Targiniq ER is the second ER/LA opioid analgesic with FDA-approved labeling describing the product’s abuse-deterrent properties consistent with the FDA’s 2013 draft guidance for industry, Abuse-Deterrent Opioids – Evaluation and Labeling.

Targiniq ER has properties that are expected to deter, but not totally prevent, abuse of the drug by snorting and injection. When crushed and snorted, or crushed, dissolved and injected, the naloxone in Targiniq ER blocks the euphoric effects of oxycodone, making it less liked by abusers than oxycodone alone. Naloxone is a medication that is commonly used to reverse the effects of opioid overdose. Targiniq ER can still be abused, including when taken orally, which is currently the most common way oxycodone is abused. It is important to note that taking too much Targiniq ER for purposes of abuse or by accident, can cause an overdose that can result in death.

“The approval of Targiniq ER serves as a method for deterring drug abuse through the addition of naloxone,” said FormularyWatch advisor Abimbola Farinde, PharmD, MS, who serves on the faculty at Columbia Southern University, Orange Beach, Ala. “This combination has been done with other agents and may potentially reduce the incidence of abuse or overdoses with OxyContin.” 
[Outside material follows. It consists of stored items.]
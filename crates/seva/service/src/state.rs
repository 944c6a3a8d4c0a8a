//! Shared application state for API handlers.

use seva_engine::WorkflowEngine;
use std::sync::Arc;

/// Shared state handed to every handler.
#[derive(Clone)]
pub struct AppState {
    pub engine: Arc<WorkflowEngine>,
    pub version: String,
    pub started_at: chrono::DateTime<chrono::Utc>,
}

impl AppState {
    pub fn new(engine: Arc<WorkflowEngine>) -> Self {
        Self {
            engine,
            version: env!("CARGO_PKG_VERSION").to_string(),
            started_at: chrono::Utc::now(),
        }
    }
}
//! Combinatorial property: every decision path through the officer chain
//! terminates in a disposal and leaves no pending work.

use proptest::prelude::*;
use seva_engine::fixtures::three_officer_chain;
use seva_engine::{Actor, EngineBuilder, StaticDefinitionSource, TransitionRequest, WorkflowEngine};
use seva_types::{Arn, AuthorityId, DisposalType, EngineError, RoleId, ServiceKey};
use std::sync::Arc;

#[derive(Clone, Copy, Debug)]
enum Choice {
    Forward,
    Reject,
    Query,
    Return,
}

fn actor_for(state: &str) -> Actor {
    match state {
        "CLERK_REVIEW" => Actor::officer("off-clerk", vec![RoleId::new("CLERK")]),
        "SA_REVIEW" => Actor::officer("off-sa", vec![RoleId::new("SENIOR_ASSISTANT")]),
        "AO_REVIEW" => Actor::officer("off-ao", vec![RoleId::new("ACCOUNT_OFFICER")]),
        other => panic!("no officer actor for state {}", other),
    }
}

/// The transition implementing a choice at a given state, if the chain
/// defines one there.
fn transition_for(state: &str, choice: Choice) -> Option<&'static str> {
    match (state, choice) {
        ("CLERK_REVIEW", Choice::Forward) => Some("clerk_forward"),
        ("CLERK_REVIEW", Choice::Reject) => Some("clerk_reject"),
        ("SA_REVIEW", Choice::Forward) => Some("sa_forward"),
        ("SA_REVIEW", Choice::Reject) => Some("sa_reject"),
        ("SA_REVIEW", Choice::Return) => Some("sa_return"),
        ("AO_REVIEW", Choice::Forward) => Some("ao_approve"),
        ("AO_REVIEW", Choice::Reject) => Some("ao_reject"),
        _ => None,
    }
}

async fn drive(engine: &WorkflowEngine, arn: &Arn, choices: Vec<Choice>) {
    let mut choices = choices.into_iter();
    let mut steps = 0;

    loop {
        steps += 1;
        assert!(steps < 200, "decision path failed to terminate");

        let app = engine.application(arn).unwrap();
        if app.is_disposed() {
            break;
        }

        let state = app.state.as_str().to_string();

        // A pending query is always answered; the citizen has no choice
        // to make in this model.
        if state == "CITIZEN_QUERY" {
            let query = engine
                .query_cycles_for(arn)
                .into_iter()
                .find(|q| q.is_pending())
                .expect("query state implies a pending query");
            engine
                .respond_to_query(arn, &query.id, serde_json::json!({"detail": steps}))
                .await
                .unwrap();
            continue;
        }

        // Out of scripted choices: finish deterministically by forwarding.
        let choice = choices.next().unwrap_or(Choice::Forward);

        if matches!(choice, Choice::Query) {
            let task = engine.active_task(arn).expect("officer state has a task");
            match engine
                .raise_query(arn, &task.id, "clarify", vec!["detail".into()], vec![])
                .await
            {
                Ok(_) => continue,
                // Budget exhausted: the path falls through to a forward.
                Err(EngineError::QueryBudgetExhausted { .. }) => {}
                Err(other) => panic!("unexpected raise_query error: {}", other),
            }
        }

        let effective = match choice {
            Choice::Query => Choice::Forward,
            other => other,
        };
        let transition = transition_for(&state, effective)
            .or_else(|| transition_for(&state, Choice::Forward))
            .expect("every officer state has a forward edge");

        engine
            .execute_transition(TransitionRequest::new(
                arn.clone(),
                transition,
                actor_for(&state),
            ))
            .await
            .unwrap();
    }
}

fn choice_strategy() -> impl Strategy<Value = Vec<Choice>> {
    proptest::collection::vec(
        prop_oneof![
            Just(Choice::Forward),
            Just(Choice::Reject),
            Just(Choice::Query),
            Just(Choice::Return),
        ],
        0..16,
    )
}

proptest! {
    #![proptest_config(ProptestConfig::with_cases(64))]

    #[test]
    fn every_decision_path_terminates_cleanly(choices in choice_strategy()) {
        let rt = tokio::runtime::Builder::new_current_thread()
            .enable_all()
            .build()
            .expect("runtime");

        rt.block_on(async move {
            let engine = EngineBuilder::new(Arc::new(
                StaticDefinitionSource::with_definition(three_officer_chain()),
            ))
            .build();

            let arn = Arn::new("ARN-PROP");
            engine
                .submit_application(
                    arn.clone(),
                    ServiceKey::new("water_connection"),
                    1,
                    AuthorityId::new("DIST-01"),
                    serde_json::json!({"applicant": {"age": 34}, "fee_paid": true}),
                )
                .await
                .unwrap();

            drive(&engine, &arn, choices).await;

            let app = engine.application(&arn).unwrap();
            prop_assert!(matches!(
                app.disposal,
                Some(DisposalType::Approved) | Some(DisposalType::Rejected)
            ));
            prop_assert_eq!(engine.open_task_count(&arn), 0);

            // The trail is intact and one TransitionExecuted exists per
            // version bump that came from an edge traversal.
            let verification = engine.verify_audit();
            prop_assert!(verification.ok);
            Ok(())
        })?;
    }
}
//! Workflow definitions: the blueprint for an approval pipeline.
//!
//! A definition is a directed graph of officer/citizen/system states joined
//! by role-guarded transitions. The graph may contain cycles (the query loop
//! revisits earlier states), so validation checks reachability, not
//! acyclicity. Definitions are immutable once validated; to change one,
//! publish a new version.

use crate::error::{EngineError, EngineResult};
use crate::ids::{RoleId, ServiceKey, StateId, TransitionId};
use serde::{Deserialize, Serialize};
use std::collections::HashSet;

// ── Workflow Definition ──────────────────────────────────────────────

/// An immutable, versioned workflow definition.
#[derive(Clone, Debug, Serialize, Deserialize)]
pub struct WorkflowDefinition {
    /// The service this workflow processes applications for.
    pub service_key: ServiceKey,
    /// Definition version. Applications pin `(service_key, version)` at
    /// submission.
    pub version: u32,
    /// Human-readable name.
    pub name: String,
    /// The states of the pipeline.
    pub states: Vec<StateDef>,
    /// The transitions between states.
    pub transitions: Vec<TransitionDef>,
    /// Policy governing the query/resubmission loop.
    pub query_policy: QueryPolicy,
}

impl WorkflowDefinition {
    pub fn new(service_key: ServiceKey, version: u32, name: impl Into<String>) -> Self {
        Self {
            service_key,
            version,
            name: name.into(),
            states: Vec::new(),
            transitions: Vec::new(),
            query_policy: QueryPolicy::default(),
        }
    }

    pub fn with_query_policy(mut self, policy: QueryPolicy) -> Self {
        self.query_policy = policy;
        self
    }

    /// Add a state to the graph.
    pub fn add_state(&mut self, state: StateDef) -> EngineResult<()> {
        if self.states.iter().any(|s| s.id == state.id) {
            return Err(EngineError::Validation(format!(
                "duplicate state id '{}'",
                state.id
            )));
        }
        self.states.push(state);
        Ok(())
    }

    /// Add a transition to the graph.
    pub fn add_transition(&mut self, transition: TransitionDef) -> EngineResult<()> {
        if self.transitions.iter().any(|t| t.id == transition.id) {
            return Err(EngineError::Validation(format!(
                "duplicate transition id '{}'",
                transition.id
            )));
        }
        if !self.states.iter().any(|s| s.id == transition.from) {
            return Err(EngineError::Validation(format!(
                "transition '{}' references unknown from-state '{}'",
                transition.id, transition.from
            )));
        }
        if !self.states.iter().any(|s| s.id == transition.to) {
            return Err(EngineError::Validation(format!(
                "transition '{}' references unknown to-state '{}'",
                transition.id, transition.to
            )));
        }
        self.transitions.push(transition);
        Ok(())
    }

    /// The entry state of the pipeline.
    pub fn initial_state(&self) -> Option<&StateDef> {
        self.states.iter().find(|s| s.initial)
    }

    pub fn get_state(&self, id: &StateId) -> Option<&StateDef> {
        self.states.iter().find(|s| &s.id == id)
    }

    pub fn get_transition(&self, id: &TransitionId) -> Option<&TransitionDef> {
        self.transitions.iter().find(|t| &t.id == id)
    }

    /// Transitions leaving a state.
    pub fn outgoing(&self, state: &StateId) -> Vec<&TransitionDef> {
        self.transitions.iter().filter(|t| &t.from == state).collect()
    }

    /// Validate structural correctness.
    ///
    /// Guard expression compilation happens at registry load, where the
    /// expression language is available; this checks everything else.
    pub fn validate(&self) -> EngineResult<()> {
        if self.states.is_empty() {
            return Err(EngineError::Validation(
                "workflow must have at least one state".into(),
            ));
        }

        let initial_count = self.states.iter().filter(|s| s.initial).count();
        if initial_count != 1 {
            return Err(EngineError::Validation(format!(
                "workflow must have exactly one initial state, found {}",
                initial_count
            )));
        }

        if !self.states.iter().any(|s| s.terminal) {
            return Err(EngineError::Validation(
                "workflow must have at least one terminal state".into(),
            ));
        }

        let mut seen = HashSet::new();
        for state in &self.states {
            if !seen.insert(&state.id) {
                return Err(EngineError::Validation(format!(
                    "duplicate state id '{}'",
                    state.id
                )));
            }
            if state.terminal && state.disposal.is_none() {
                return Err(EngineError::Validation(format!(
                    "terminal state '{}' must carry a disposal",
                    state.id
                )));
            }
            if state.terminal && !self.outgoing(&state.id).is_empty() {
                return Err(EngineError::Validation(format!(
                    "terminal state '{}' must not have outgoing transitions",
                    state.id
                )));
            }
            if state.actor == ActorKind::Officer && state.allowed_roles.is_empty() && !state.terminal
            {
                return Err(EngineError::Validation(format!(
                    "officer state '{}' must list allowed roles",
                    state.id
                )));
            }
        }

        let mut seen_transitions = HashSet::new();
        for t in &self.transitions {
            if !seen_transitions.insert(&t.id) {
                return Err(EngineError::Validation(format!(
                    "duplicate transition id '{}'",
                    t.id
                )));
            }
            if self.get_state(&t.from).is_none() {
                return Err(EngineError::Validation(format!(
                    "transition '{}' references unknown from-state '{}'",
                    t.id, t.from
                )));
            }
            if self.get_state(&t.to).is_none() {
                return Err(EngineError::Validation(format!(
                    "transition '{}' references unknown to-state '{}'",
                    t.id, t.to
                )));
            }
            if t.trigger == TriggerKind::Officer && t.allowed_roles.is_empty() {
                return Err(EngineError::Validation(format!(
                    "officer transition '{}' must list allowed roles",
                    t.id
                )));
            }
        }

        // The query state is entered by the query controller via direct
        // assignment, so it needs no incoming edge, but it must exist and
        // be a citizen state.
        match self.get_state(&self.query_policy.query_state) {
            Some(query_state) => {
                if query_state.actor != ActorKind::Citizen || query_state.terminal {
                    return Err(EngineError::Validation(format!(
                        "query state '{}' must be a non-terminal citizen state",
                        query_state.id
                    )));
                }
            }
            None => {
                return Err(EngineError::Validation(format!(
                    "query policy references unknown state '{}'",
                    self.query_policy.query_state
                )))
            }
        }

        // Every other state must be reachable from the initial state. The
        // graph may be cyclic; BFS handles revisits.
        if let Some(initial) = self.initial_state() {
            let reachable = self.reachable_from(&initial.id);
            for state in &self.states {
                if state.id == self.query_policy.query_state {
                    continue;
                }
                if !reachable.contains(&state.id) {
                    return Err(EngineError::Validation(format!(
                        "state '{}' is unreachable from the initial state",
                        state.id
                    )));
                }
            }
        }

        Ok(())
    }

    fn reachable_from(&self, start: &StateId) -> HashSet<StateId> {
        let mut visited = HashSet::new();
        let mut queue = vec![start.clone()];

        while let Some(current) = queue.pop() {
            if visited.insert(current.clone()) {
                for t in self.outgoing(&current) {
                    if !visited.contains(&t.to) {
                        queue.push(t.to.clone());
                    }
                }
            }
        }

        visited
    }
}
Targiniq ER is not approved, and should not be used, for as-needed pain relief. Given Targiniq ER’s risks for abuse, misuse and addiction, it should only be prescribed to people for whom alternative treatment options are ineffective, not tolerated or would be otherwise inadequate to provide sufficient pain management.
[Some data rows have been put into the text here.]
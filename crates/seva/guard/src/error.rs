//! Guard language error types.

/// Errors raised while compiling a guard expression.
#[derive(Debug, thiserror::Error)]
pub enum GuardError {
    #[error("parse error at line {line}, column {col}: {message}")]
    ParseError {
        line: usize,
        col: usize,
        message: String,
    },

    #[error("unexpected token: expected {expected}, found '{found}'")]
    UnexpectedToken { expected: String, found: String },

    #[error("unexpected end of expression: expected {0}")]
    UnexpectedEof(String),
}

pub type GuardResult<T> = Result<T, GuardError>;
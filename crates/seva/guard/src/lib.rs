//! Guard expression language for transition rules.
//!
//! Guards are boolean expressions over a context map built from application
//! data, the acting officer, the authority, and the current time:
//!
//! ```text
//! applicant.age >= 18 && has_role("CLERK") && fee_paid == true
//! ```
//!
//! Expressions are compiled when a workflow definition is loaded — a
//! malformed guard fails the load, never an in-flight transition. Evaluation
//! is pure: no I/O, no clock reads (the caller injects `now`), deterministic
//! for a given context. Unknown variables resolve to `Undefined`, which is
//! falsy and compares unequal to everything, so optional form sections never
//! raise.

#![deny(unsafe_code)]

pub mod ast;
pub mod error;
pub mod eval;
pub mod lexer;
pub mod parser;

pub use ast::{BinaryOp, GuardExpr, UnaryOp, Value};
pub use error::{GuardError, GuardResult};
pub use eval::{evaluate, GuardContext};
pub use parser::compile;
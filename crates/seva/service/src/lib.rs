//! HTTP surface for the Seva workflow engine.
//!
//! The service is deliberately thin: request parsing, role extraction, and
//! error-to-status mapping. Every state change goes through the engine's
//! transition executor or query controller; the service adds nothing of its
//! own to the semantics.

#![deny(unsafe_code)]

pub mod error;
pub mod handlers;
pub mod routes;
pub mod state;

pub use error::{ApiError, ApiResult};
pub use routes::create_router;
pub use state::AppState;
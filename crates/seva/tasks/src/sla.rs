//! SLA clock operations on applications.
//!
//! The clock has three verbs: start (entering a stage with an SLA budget),
//! pause (a query freezes the remaining budget), and resume (resubmission
//! re-adds the frozen remainder from the resumption instant — never the
//! full original duration).

use chrono::{DateTime, Duration, Utc};
use seva_calendar::{CarryRule, WorkingCalendar};
use seva_types::Application;

/// SLA arithmetic bound to one authority's calendar.
pub struct SlaClock<'a> {
    calendar: &'a WorkingCalendar,
    carry_rule: CarryRule,
}

impl<'a> SlaClock<'a> {
    pub fn new(calendar: &'a WorkingCalendar, carry_rule: CarryRule) -> Self {
        Self {
            calendar,
            carry_rule,
        }
    }

    /// Start the stage clock: `due = now + sla_days` in working days.
    /// A stage without a budget clears the deadline.
    pub fn start(&self, app: &mut Application, sla_days: Option<u32>, now: DateTime<Utc>) {
        app.sla_due_at = sla_days.map(|days| self.calendar.add_working_days(now, days));
        app.sla_paused_at = None;
        app.sla_remaining_secs = None;
    }

    /// Freeze the remaining budget. A clock with no deadline or one
    /// already paused is left untouched.
    pub fn pause(&self, app: &mut Application, now: DateTime<Utc>) {
        if app.sla_paused_at.is_some() {
            return;
        }
        let Some(due) = app.sla_due_at else {
            return;
        };

        let remaining = (due - now).max(Duration::zero());
        app.sla_paused_at = Some(now);
        app.sla_remaining_secs = Some(remaining.num_seconds());
        tracing::debug!(
            arn = %app.arn,
            remaining_secs = remaining.num_seconds(),
            "sla paused"
        );
    }

    /// Resume from the frozen remainder, recalculating the deadline
    /// forward from `now`.
    pub fn resume(&self, app: &mut Application, now: DateTime<Utc>) {
        let Some(remaining_secs) = app.sla_remaining_secs.take() else {
            app.sla_paused_at = None;
            return;
        };

        let remaining = Duration::seconds(remaining_secs.max(0));
        app.sla_due_at = Some(self.calendar.add_remaining(now, remaining, self.carry_rule));
        app.sla_paused_at = None;
        tracing::debug!(arn = %app.arn, due = ?app.sla_due_at, "sla resumed");
    }
}

#[cfg(test)]
mod tests {
    use super::*;
    use chrono::TimeZone;
    use seva_types::{Arn, AuthorityId, ServiceKey, StateId};

    fn utc(d: u32, h: u32) -> DateTime<Utc> {
        Utc.with_ymd_and_hms(2026, 8, d, h, 0, 0).unwrap()
    }

    fn app() -> Application {
        Application::submit(
            Arn::new("ARN-1"),
            ServiceKey::new("water_connection"),
            1,
            AuthorityId::new("DIST-01"),
            StateId::new("CLERK_REVIEW"),
            serde_json::json!({}),
        )
    }

    #[test]
    fn start_sets_deadline_in_working_days() {
        let calendar = WorkingCalendar::always_open();
        let clock = SlaClock::new(&calendar, CarryRule::ExactSeconds);
        let mut app = app();

        clock.start(&mut app, Some(3), utc(3, 10));
        assert_eq!(app.sla_due_at, Some(utc(6, 10)));

        clock.start(&mut app, None, utc(3, 10));
        assert!(app.sla_due_at.is_none());
    }

    #[test]
    fn pause_freezes_the_remainder() {
        let calendar = WorkingCalendar::always_open();
        let clock = SlaClock::new(&calendar, CarryRule::ExactSeconds);
        let mut app = app();

        clock.start(&mut app, Some(3), utc(3, 10));
        clock.pause(&mut app, utc(4, 10));

        assert!(app.sla_paused());
        assert_eq!(app.sla_remaining_secs, Some(2 * 86_400));
    }

    #[test]
    fn resume_carries_the_remainder_not_the_original_budget() {
        let calendar = WorkingCalendar::always_open();
        let clock = SlaClock::new(&calendar, CarryRule::ExactSeconds);
        let mut app = app();

        // 3-day budget, one day consumed, then a 5-day pause.
        clock.start(&mut app, Some(3), utc(3, 10));
        clock.pause(&mut app, utc(4, 10));
        clock.resume(&mut app, utc(9, 10));

        // Two days remained; due is resume + 2 days, not resume + 3.
        assert_eq!(app.sla_due_at, Some(utc(11, 10)));
        assert!(!app.sla_paused());
        assert!(app.sla_remaining_secs.is_none());
    }

    #[test]
    fn overrun_budget_resumes_immediately_due() {
        let calendar = WorkingCalendar::always_open();
        let clock = SlaClock::new(&calendar, CarryRule::ExactSeconds);
        let mut app = app();

        // Paused after the deadline already passed: remainder clamps to 0.
        clock.start(&mut app, Some(1), utc(3, 10));
        clock.pause(&mut app, utc(6, 10));
        assert_eq!(app.sla_remaining_secs, Some(0));

        clock.resume(&mut app, utc(9, 10));
        assert_eq!(app.sla_due_at, Some(utc(9, 10)));
    }

    #[test]
    fn double_pause_is_a_no_op() {
        let calendar = WorkingCalendar::always_open();
        let clock = SlaClock::new(&calendar, CarryRule::ExactSeconds);
        let mut app = app();

        clock.start(&mut app, Some(3), utc(3, 10));
        clock.pause(&mut app, utc(4, 10));
        let frozen = app.sla_remaining_secs;

        clock.pause(&mut app, utc(5, 10));
        assert_eq!(app.sla_remaining_secs, frozen);
        assert_eq!(app.sla_paused_at, Some(utc(4, 10)));
    }

    #[test]
    fn round_up_rule_snaps_to_whole_days() {
        let calendar = WorkingCalendar::always_open();
        let clock = SlaClock::new(&calendar, CarryRule::RoundUpToDay);
        let mut app = app();

        clock.start(&mut app, Some(3), utc(3, 10));
        // 1.5 days consumed; 1.5 days remain.
        clock.pause(&mut app, utc(4, 22));
        clock.resume(&mut app, utc(9, 10));

        // Rounded up to 2 whole working days.
        assert_eq!(app.sla_due_at, Some(utc(11, 10)));
    }

    #[test]
    fn resume_across_holidays_walks_the_calendar() {
        let calendar = WorkingCalendar::always_open()
            .with_holiday(chrono::NaiveDate::from_ymd_opt(2026, 8, 10).unwrap());
        let clock = SlaClock::new(&calendar, CarryRule::ExactSeconds);
        let mut app = app();

        clock.start(&mut app, Some(3), utc(3, 10));
        clock.pause(&mut app, utc(4, 10)); // 2 days remain
        clock.resume(&mut app, utc(9, 10));

        // The walk skips the 08-10 holiday: 09 → 11, not 09 → 11 minus one.
        assert_eq!(app.sla_due_at, Some(utc(12, 10)));
    }
}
A clinical trial of 601 people with chronic low back pain evaluated the safety and effectiveness of Targiniq ER. The safety database supporting approval included treatment of more than 3,000 people with Targiniq ER. Data from in vitro and in vivo abuse liability studies demonstrated the abuse deterrent features of Targiniq ER as they relate to certain types of abuse such as snorting and injecting. Nausea and vomiting were the most common side effects.
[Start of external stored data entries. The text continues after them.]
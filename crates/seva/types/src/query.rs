//! Query cycles: pause-and-clarify loops between an officer and a citizen.

use crate::ids::{Arn, QueryId, RoleId, StateId};
use chrono::{DateTime, Utc};
use serde::{Deserialize, Serialize};

/// One query cycle raised against an application.
///
/// The originating state is stored explicitly so resubmission can re-enter
/// it by direct assignment — the workflow graph is a plain digraph with
/// revisitable nodes, not a call stack.
#[derive(Clone, Debug, Serialize, Deserialize)]
pub struct QueryCycle {
    pub id: QueryId,
    pub arn: Arn,
    pub raised_at: DateTime<Utc>,
    pub raised_by_role: RoleId,
    /// The state that raised this query; resubmission returns here.
    pub originating_state: StateId,
    pub message: String,
    /// Form field keys the citizen may edit while responding.
    pub unlocked_fields: Vec<String>,
    /// Document types the citizen may re-upload while responding.
    pub unlocked_doc_types: Vec<String>,
    /// Calendar deadline for the citizen's response.
    pub response_due_at: DateTime<Utc>,
    #[serde(skip_serializing_if = "Option::is_none")]
    pub responded_at: Option<DateTime<Utc>>,
    /// Number of resubmissions made against this cycle.
    pub resubmission_count: u32,
    pub status: QueryStatus,
}

impl QueryCycle {
    pub fn is_pending(&self) -> bool {
        self.status == QueryStatus::Pending
    }

    /// Whether a field key was unlocked for citizen editing.
    pub fn field_unlocked(&self, key: &str) -> bool {
        self.unlocked_fields.iter().any(|f| f == key)
    }
}

/// Lifecycle of a query cycle.
#[derive(Clone, Copy, Debug, PartialEq, Eq, Serialize, Deserialize)]
#[serde(rename_all = "SCREAMING_SNAKE_CASE")]
pub enum QueryStatus {
    /// Awaiting citizen response.
    Pending,
    /// Citizen responded; application returned to the originating state.
    Responded,
    /// Response window elapsed without a response.
    Expired,
}
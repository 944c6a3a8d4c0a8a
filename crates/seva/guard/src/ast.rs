//! The compiled guard expression tree and its value domain.

use serde::{Deserialize, Serialize};

/// A compiled guard expression.
#[derive(Clone, Debug, PartialEq, Serialize, Deserialize)]
pub enum GuardExpr {
    /// A literal value.
    Literal(Value),
    /// A dotted variable path resolved from the evaluation context.
    Var(String),
    /// `has_role("X")` — whether the acting officer holds role X.
    HasRole(String),
    Unary {
        op: UnaryOp,
        operand: Box<GuardExpr>,
    },
    Binary {
        op: BinaryOp,
        lhs: Box<GuardExpr>,
        rhs: Box<GuardExpr>,
    },
}

impl GuardExpr {
    /// Collect every variable path referenced by this expression.
    ///
    /// The engine uses this to pre-resolve external lookup variables before
    /// evaluation, keeping evaluation itself free of I/O.
    pub fn variables(&self) -> Vec<&str> {
        let mut out = Vec::new();
        self.collect_variables(&mut out);
        out
    }

    fn collect_variables<'a>(&'a self, out: &mut Vec<&'a str>) {
        match self {
            GuardExpr::Var(path) => out.push(path.as_str()),
            GuardExpr::Unary { operand, .. } => operand.collect_variables(out),
            GuardExpr::Binary { lhs, rhs, .. } => {
                lhs.collect_variables(out);
                rhs.collect_variables(out);
            }
            GuardExpr::Literal(_) | GuardExpr::HasRole(_) => {}
        }
    }
}

#[derive(Clone, Copy, Debug, PartialEq, Eq, Serialize, Deserialize)]
pub enum UnaryOp {
    Not,
    Neg,
}

#[derive(Clone, Copy, Debug, PartialEq, Eq, Serialize, Deserialize)]
pub enum BinaryOp {
    And,
    Or,
    Eq,
    NotEq,
    Lt,
    LtEq,
    Gt,
    GtEq,
    Add,
    Sub,
    Mul,
}

/// Values flowing through guard evaluation.
///
/// `Undefined` is what unresolved variables produce: it is falsy, compares
/// unequal to every value (including itself), and poisons arithmetic.
#[derive(Clone, Debug, PartialEq, Serialize, Deserialize)]
pub enum Value {
    Undefined,
    Bool(bool),
    Number(f64),
    Text(String),
}

impl Value {
    /// Truthiness: `false`, `0`, `""`, and `Undefined` are falsy.
    pub fn is_truthy(&self) -> bool {
        match self {
            Value::Undefined => false,
            Value::Bool(b) => *b,
            Value::Number(n) => *n != 0.0,
            Value::Text(s) => !s.is_empty(),
        }
    }

    /// Equality with Undefined never equal, numbers compared numerically.
    pub fn loose_eq(&self, other: &Value) -> bool {
        match (self, other) {
            (Value::Undefined, _) | (_, Value::Undefined) => false,
            (Value::Bool(a), Value::Bool(b)) => a == b,
            (Value::Number(a), Value::Number(b)) => a == b,
            (Value::Text(a), Value::Text(b)) => a == b,
            _ => false,
        }
    }

    pub fn as_number(&self) -> Option<f64> {
        match self {
            Value::Number(n) => Some(*n),
            _ => None,
        }
    }
}

impl From<&serde_json::Value> for Value {
    fn from(value: &serde_json::Value) -> Self {
        match value {
            serde_json::Value::Null => Value::Undefined,
            serde_json::Value::Bool(b) => Value::Bool(*b),
            serde_json::Value::Number(n) => {
                n.as_f64().map(Value::Number).unwrap_or(Value::Undefined)
            }
            serde_json::Value::String(s) => Value::Text(s.clone()),
            // Objects and arrays are containers, not comparable scalars.
            _ => Value::Undefined,
        }
    }
}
FDA is requiring postmarketing studies of Targiniq ER, to assess the serious risks of misuse, abuse, increased sensitivity to pain, addiction, overdose, and death associated with long-term use beyond 12 weeks. The agency is also requiring postmarketing studies to further assess the effects of the abuse-deterrent features on the risk for abuse of Targiniq ER.

Additionally, Targiniq ER is part of the ER/LA Opioid Analgesics Risk Evaluation and Mitigation Strategy (REMS).